Alaska's nonsensical 'ranked choice' elections helps the libs
Up for reelection this year in a red state and facing formidable competition for renomination by a candidate endorsed by former President Donald Trump, Republican Sen. Lisa Murkowski has no business voting to confirm Ketanji Brown Jackson to the Supreme Court.
But that is what Alaska has wrought with a new system for electing candidates to state and federal office that eliminated closed-party primaries and head-to-head general elections featuring Democratic nominees in favor of all-party primaries and four-candidate general elections decided by ranked-choice voting.
So, rather than Murkowski having to guard her Right flank against Republican challenger Kelly Tshibaka, in a state that delivered 53% of its vote to Trump in 2020, she can prosecute a general election strategy from the outset to capitalize on strong bipartisan support cultivated in Alaska over 20 years.
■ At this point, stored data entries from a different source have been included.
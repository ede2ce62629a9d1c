//! Paginated, searchable view over the remote vehicle collection.
//!
//! The controller owns the current query and the records of the displayed
//! page. Intents go to the repository; results are reconciled into local
//! state and every change is published as a fresh [`ViewState`] snapshot.
//!
//! Each list call is tagged with a generation number. Only the response to the
//! most recently issued call may touch state; anything older is discarded.
//! Edits and removals that finish while that call is still outstanding are
//! journaled and replayed onto its result, so an older server snapshot never
//! undoes them.

use std::sync::{Mutex, PoisonError};

use tokio::sync::watch;

use crate::aggregates::Projections;
use crate::domain::auth::Credential;
use crate::domain::types::VehicleId;
use crate::domain::vehicle::{Vehicle, VehicleFields, VehiclePage};
use crate::dto::view_state::{Phase, ViewState};
use crate::pagination::{PageWindow, page_count};
use crate::repository::errors::RepositoryResult;
use crate::repository::{VehicleListQuery, VehicleReader, VehicleWriter};
use crate::services::{ServiceError, ServiceResult};

pub(crate) const LOAD: &str = "load vehicles";
const ADD: &str = "add vehicle";
const UPDATE: &str = "update vehicle";
const DELETE: &str = "delete vehicle";

/// What happened to a list request.
#[derive(Clone, Copy, Debug, PartialEq, Eq)]
pub enum FetchOutcome {
    /// The response became the displayed page.
    Applied,
    /// A newer request was issued before this one settled; its result was dropped.
    Superseded,
    /// The requested page lies outside `1..=page_count`; nothing was sent.
    OutOfRange,
}

/// Local change made while a list call was outstanding.
#[derive(Debug)]
enum Reconciliation {
    Replaced(Vehicle),
    Removed(VehicleId),
}

#[derive(Debug)]
struct Ticket {
    generation: u64,
    query: VehicleListQuery,
}

#[derive(Debug, Default)]
struct ListState {
    /// Latest issued query.
    query: VehicleListQuery,
    /// Query the resident records belong to.
    committed: VehicleListQuery,
    records: Vec<Vehicle>,
    total_count: usize,
    page_size: usize,
    phase: Phase,
    error: Option<(ServiceError, String)>,
    generation: u64,
    in_flight: bool,
    journal: Vec<Reconciliation>,
}

impl ListState {
    fn page_count(&self) -> usize {
        page_count(self.total_count, self.page_size)
    }

    fn issue(&mut self, query: VehicleListQuery) -> Ticket {
        self.generation += 1;
        self.query = query.clone();
        self.phase = Phase::Loading;
        self.in_flight = true;
        self.journal.clear();
        Ticket {
            generation: self.generation,
            query,
        }
    }

    fn is_latest(&self, ticket: &Ticket) -> bool {
        self.in_flight && self.generation == ticket.generation && self.query == ticket.query
    }

    /// Makes `page` the resident page, replaying the journal onto it.
    ///
    /// Returns the previous page's query when the replay leaves a page past
    /// the first without records.
    fn apply_page(
        &mut self,
        query: VehicleListQuery,
        page: VehiclePage,
    ) -> Option<VehicleListQuery> {
        let mut records = page.results;
        let mut total = page.count;

        for entry in self.journal.drain(..) {
            match entry {
                Reconciliation::Replaced(vehicle) => {
                    if let Some(slot) = records.iter_mut().find(|v| v.id == vehicle.id) {
                        *slot = vehicle;
                    }
                }
                Reconciliation::Removed(id) => {
                    let before = records.len();
                    records.retain(|v| v.id != id);
                    if records.len() < before {
                        total = total.saturating_sub(1);
                    }
                }
            }
        }

        self.records = records;
        self.total_count = total;
        self.page_size = page.page_size;
        self.committed = query.clone();
        self.query = query;
        self.in_flight = false;
        self.phase = Phase::Ready;
        self.error = None;

        let current = self.committed.page;
        (self.records.is_empty() && current > 1)
            .then(|| self.committed.clone().page(current - 1))
    }

    /// Drops the outstanding call and returns to the query of the resident records.
    fn abandon_fetch(&mut self) {
        self.generation += 1;
        self.in_flight = false;
        self.journal.clear();
        self.query = self.committed.clone();
    }

    fn record_failure(&mut self, err: &ServiceError, operation: &str) {
        self.phase = Phase::Error;
        self.error = Some((err.clone(), err.user_message(operation)));
    }

    /// Settles the phase after a successful local reconciliation.
    fn settle_after_mutation(&mut self) {
        if !self.in_flight {
            self.phase = Phase::Ready;
            self.error = None;
        }
    }

    fn snapshot(&self) -> ViewState {
        let page_count = self.page_count();
        let (error_message, retryable, auth_required) = match &self.error {
            Some((err, message)) => (
                Some(message.clone()),
                err.is_retryable(),
                err.requires_login(),
            ),
            None => (None, false, false),
        };

        ViewState {
            phase: self.phase,
            records: self.records.clone(),
            search: self.query.search.clone(),
            page: self.query.page,
            page_count,
            total_count: self.total_count,
            pages: PageWindow::new(self.query.page, page_count),
            error_message,
            retryable,
            auth_required,
            projections: Projections::compute(&self.records),
        }
    }
}

pub struct VehicleListController<R> {
    repo: R,
    credential: Mutex<Option<Credential>>,
    state: Mutex<ListState>,
    view: watch::Sender<ViewState>,
}

impl<R> VehicleListController<R>
where
    R: VehicleReader + VehicleWriter,
{
    pub fn new(repo: R) -> Self {
        let (view, _) = watch::channel(ViewState::default());
        Self {
            repo,
            credential: Mutex::new(None),
            state: Mutex::new(ListState::default()),
            view,
        }
    }

    #[must_use]
    pub fn with_credential(self, credential: Credential) -> Self {
        self.set_credential(credential);
        self
    }

    pub fn set_credential(&self, credential: Credential) {
        *self
            .credential
            .lock()
            .unwrap_or_else(PoisonError::into_inner) = Some(credential);
    }

    /// Forgets the credential, e.g. on logout; further intents fail as unauthorized.
    pub fn clear_credential(&self) {
        *self
            .credential
            .lock()
            .unwrap_or_else(PoisonError::into_inner) = None;
    }

    pub fn repository(&self) -> &R {
        &self.repo
    }

    /// Receives a new snapshot after every state change.
    pub fn subscribe(&self) -> watch::Receiver<ViewState> {
        self.view.subscribe()
    }

    /// Latest snapshot.
    pub fn view(&self) -> ViewState {
        self.view.borrow().clone()
    }

    pub fn query(&self) -> VehicleListQuery {
        self.read(|state| state.query.clone())
    }

    pub fn page_count(&self) -> usize {
        self.read(ListState::page_count)
    }

    fn read<T>(&self, f: impl FnOnce(&ListState) -> T) -> T {
        let state = self.state.lock().unwrap_or_else(PoisonError::into_inner);
        f(&*state)
    }

    /// Runs `f` under the state lock and publishes the resulting snapshot.
    ///
    /// The guard never outlives `f`, so no lock is held across an await point.
    fn with_state<T>(&self, f: impl FnOnce(&mut ListState) -> T) -> T {
        let mut state = self.state.lock().unwrap_or_else(PoisonError::into_inner);
        let result = f(&mut *state);
        self.view.send_replace(state.snapshot());
        result
    }

    fn fail(&self, err: ServiceError, operation: &str) -> ServiceError {
        log::error!("Failed to {operation}: {err}");
        self.with_state(|state| state.record_failure(&err, operation));
        err
    }

    fn credential(&self, operation: &str) -> ServiceResult<Credential> {
        let credential = self
            .credential
            .lock()
            .unwrap_or_else(PoisonError::into_inner)
            .clone();
        credential.ok_or_else(|| {
            self.fail(
                ServiceError::Unauthorized("no credential".to_string()),
                operation,
            )
        })
    }

    /// Searches from the first page.
    pub async fn search(&self, term: &str) -> ServiceResult<FetchOutcome> {
        self.load(VehicleListQuery::new().search(term)).await
    }

    /// Moves to page `n` of the current search.
    ///
    /// Pages outside `1..=page_count` are ignored without a request.
    pub async fn go_to_page(&self, n: usize) -> ServiceResult<FetchOutcome> {
        let query = self.read(|state| {
            let pages = state.page_count();
            (n >= 1 && n <= pages).then(|| state.query.clone().page(n))
        });

        match query {
            Some(query) => self.load(query).await,
            None => {
                log::debug!("Ignoring page {n} outside the current page range");
                Ok(FetchOutcome::OutOfRange)
            }
        }
    }

    pub async fn next_page(&self) -> ServiceResult<FetchOutcome> {
        let page = self.read(|state| state.query.page);
        self.go_to_page(page + 1).await
    }

    pub async fn prev_page(&self) -> ServiceResult<FetchOutcome> {
        let page = self.read(|state| state.query.page);
        self.go_to_page(page.saturating_sub(1)).await
    }

    /// Reissues the current query.
    pub async fn refresh(&self) -> ServiceResult<FetchOutcome> {
        let query = self.query();
        self.load(query).await
    }

    /// Abandons the outstanding list call, if any.
    ///
    /// Its response will be discarded when it arrives. Resident records stay.
    pub fn cancel(&self) {
        self.with_state(|state| {
            if state.in_flight {
                log::info!("Cancelled vehicle request for page {}", state.query.page);
                state.abandon_fetch();
                state.record_failure(&ServiceError::Cancelled, LOAD);
            }
        });
    }

    /// Fetches `query` and applies it if no newer call was issued meanwhile.
    ///
    /// A page past the first that ends up empty is followed by a fetch of the
    /// page before it.
    async fn load(&self, mut query: VehicleListQuery) -> ServiceResult<FetchOutcome> {
        let credential = self.credential(LOAD)?;

        loop {
            let ticket = self.with_state(|state| state.issue(query));

            let result: RepositoryResult<VehiclePage> =
                self.repo.list_vehicles(&credential, &ticket.query).await;

            let step_back = {
                let mut state = self.state.lock().unwrap_or_else(PoisonError::into_inner);
                if !state.is_latest(&ticket) {
                    log::warn!(
                        "Discarding stale response for page {} search {:?}",
                        ticket.query.page,
                        ticket.query.search
                    );
                    return Ok(FetchOutcome::Superseded);
                }

                match result {
                    Ok(page) => {
                        log::info!(
                            "Loaded page {} of {} ({} vehicles)",
                            ticket.query.page,
                            page.page_count(),
                            page.results.len()
                        );
                        let step_back = state.apply_page(ticket.query, page);
                        self.view.send_replace(state.snapshot());
                        step_back
                    }
                    Err(err) => {
                        let err = ServiceError::from(err);
                        log::error!("Failed to {LOAD}: {err}");
                        state.abandon_fetch();
                        state.record_failure(&err, LOAD);
                        self.view.send_replace(state.snapshot());
                        return Err(err);
                    }
                }
            };

            match step_back {
                Some(previous) => {
                    log::info!("Page emptied, moving to page {}", previous.page);
                    query = previous;
                }
                None => return Ok(FetchOutcome::Applied),
            }
        }
    }

    /// Creates a vehicle and reloads the first page of the current search.
    ///
    /// The new record's position is decided by the server. A failed reload is
    /// reported through the view; the created record is still returned.
    pub async fn create(&self, fields: &VehicleFields) -> ServiceResult<Vehicle> {
        let credential = self.credential(ADD)?;

        let vehicle = self
            .repo
            .create_vehicle(&credential, fields)
            .await
            .map_err(|err| self.fail(err.into(), ADD))?;
        log::info!("Created vehicle {}", vehicle.id);

        let query = self.query().page(1);
        if let Err(err) = self.load(query).await {
            log::warn!("Vehicle {} created but reload failed: {err}", vehicle.id);
        }

        Ok(vehicle)
    }

    /// Replaces a record and updates it in place without refetching.
    pub async fn edit(&self, id: VehicleId, fields: &VehicleFields) -> ServiceResult<Vehicle> {
        let credential = self.credential(UPDATE)?;

        let vehicle = self
            .repo
            .update_vehicle(&credential, id, fields)
            .await
            .map_err(|err| self.fail(err.into(), UPDATE))?;
        log::info!("Updated vehicle {id}");

        self.with_state(|state| {
            match state.records.iter_mut().find(|v| v.id == id) {
                Some(slot) => *slot = vehicle.clone(),
                None => log::debug!("Updated vehicle {id} is not on the current page"),
            }
            if state.in_flight {
                state.journal.push(Reconciliation::Replaced(vehicle.clone()));
            }
            state.settle_after_mutation();
        });

        Ok(vehicle)
    }

    /// Deletes a record and drops it locally without refetching.
    ///
    /// When that empties a page past the first, the previous page is loaded.
    pub async fn remove(&self, id: VehicleId) -> ServiceResult<()> {
        let credential = self.credential(DELETE)?;

        self.repo
            .delete_vehicle(&credential, id)
            .await
            .map_err(|err| self.fail(err.into(), DELETE))?;
        log::info!("Deleted vehicle {id}");

        let step_back = self.with_state(|state| {
            let before = state.records.len();
            state.records.retain(|v| v.id != id);
            if state.records.len() < before {
                state.total_count = state.total_count.saturating_sub(1);
            }
            if state.in_flight {
                state.journal.push(Reconciliation::Removed(id));
            }
            state.settle_after_mutation();

            let page = state.committed.page;
            (!state.in_flight && state.records.is_empty() && page > 1)
                .then(|| state.committed.clone().page(page - 1))
        });

        if let Some(query) = step_back {
            if let Err(err) = self.load(query).await {
                log::warn!("Vehicle {id} deleted but loading the previous page failed: {err}");
            }
        }

        Ok(())
    }
}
In announcing support for President Joe Biden’s nominee to succeed retiring Supreme Court Justice Stephen Breyer, Murkowski conceded she has not “and will not agree with all of Judge Jackson’s decisions and opinions.” But tellingly, the senator framed her confirmation vote as “my rejection of the corrosive politicization of the review process for Supreme Court nominees, which ... on both sides of the aisle, is growing worse and more detached from reality by the year.”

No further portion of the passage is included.